----- Supplied records
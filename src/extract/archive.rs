/*! Zip scanning

Fetched archives are usually capped prefixes, and therefore not readable zip containers (the central directory lives at the end).
[scan_archive] first tries to open the buffer as a zip, and falls back to a raw text scan of the bytes when it can't.

Stored (uncompressed) members of a truncated prefix are still visible in clear in the raw bytes, which is what the fallback relies on.
!*/
use std::io::{Cursor, Read, Seek};

use zip::ZipArchive;

use super::arabic::arabic_runs;
use super::decoder::{decode_runs, TextEncoding};
use crate::error::Error;

/// Member extensions that are scanned.
const TEXT_EXTENSIONS: [&str; 3] = [".txt", ".csv", ".tsv"];

/// Outcome of a [scan_archive] call.
#[derive(Debug, Clone, PartialEq, Eq)]
pub enum ArchiveScan {
    /// Runs found in the text members of a readable archive.
    Members(Vec<String>),
    /// The buffer is not a readable archive and has been scanned as raw text.
    RawFallback { runs: Vec<String>, reason: String },
}

impl ArchiveScan {
    pub fn runs(&self) -> &[String] {
        match self {
            ArchiveScan::Members(runs) => runs,
            ArchiveScan::RawFallback { runs, .. } => runs,
        }
    }

    pub fn into_runs(self) -> Vec<String> {
        match self {
            ArchiveScan::Members(runs) => runs,
            ArchiveScan::RawFallback { runs, .. } => runs,
        }
    }
}

fn is_text_member(name: &str) -> bool {
    TEXT_EXTENSIONS.iter().any(|ext| name.ends_with(ext))
}

/// Scan `bytes` for Arabic runs, keeping at most `limit` of them.
///
/// Text members are picked from the central directory, without touching their local headers, and visited in name order.
/// They are read lazily: once `limit` runs are collected, remaining members are not decompressed.
///
/// A text member that can't be opened aborts the scan and returns an error.
/// A text member that can be opened but fails while being read is skipped.
pub fn scan_archive(bytes: &[u8], limit: Option<usize>) -> Result<ArchiveScan, Error> {
    let limit = limit.unwrap_or(usize::MAX);

    let mut archive = match ZipArchive::new(Cursor::new(bytes)) {
        Ok(archive) => archive,
        Err(e) => {
            debug!("not a readable zip ({}), scanning {} raw bytes", e, bytes.len());
            let runs = decode_runs(bytes).into_iter().take(limit).collect();
            return Ok(ArchiveScan::RawFallback {
                runs,
                reason: e.to_string(),
            });
        }
    };

    // the name index is unordered
    let mut names: Vec<String> = archive
        .file_names()
        .filter(|name| is_text_member(name))
        .map(String::from)
        .collect();
    names.sort_unstable();
    debug!(
        "opened zip with {} entries, {} text members",
        archive.len(),
        names.len()
    );

    let runs = names
        .iter()
        .filter_map(|name| read_text_member(&mut archive, name).transpose())
        .flat_map(|member| match member {
            Ok(text) => arabic_runs(&text)
                .map(|run| Ok(run.to_string()))
                .collect::<Vec<_>>(),
            Err(e) => vec![Err(e)],
        })
        .take(limit)
        .collect::<Result<Vec<String>, Error>>()?;

    Ok(ArchiveScan::Members(runs))
}

/// Read and decode member `name`, or `None` if its content is unreadable.
fn read_text_member<R: Read + Seek>(
    archive: &mut ZipArchive<R>,
    name: &str,
) -> Result<Option<String>, Error> {
    let mut member = archive.by_name(name)?;
    let mut content = Vec::new();
    if let Err(e) = member.read_to_end(&mut content) {
        warn!("skipping unreadable member {}: {}", name, e);
        return Ok(None);
    }

    debug!("read member {} ({} bytes)", name, content.len());
    Ok(Some(TextEncoding::Utf8.decode(&content)))
}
----------
### Exercise details
In the data above, which lines have "usize"? Report each of them.

### Task response
pub fn scan_archive(bytes: &[u8], limit: Option<usize>) -> Result<ArchiveScan, Error> {
    let limit = limit.unwrap_or(usize::MAX);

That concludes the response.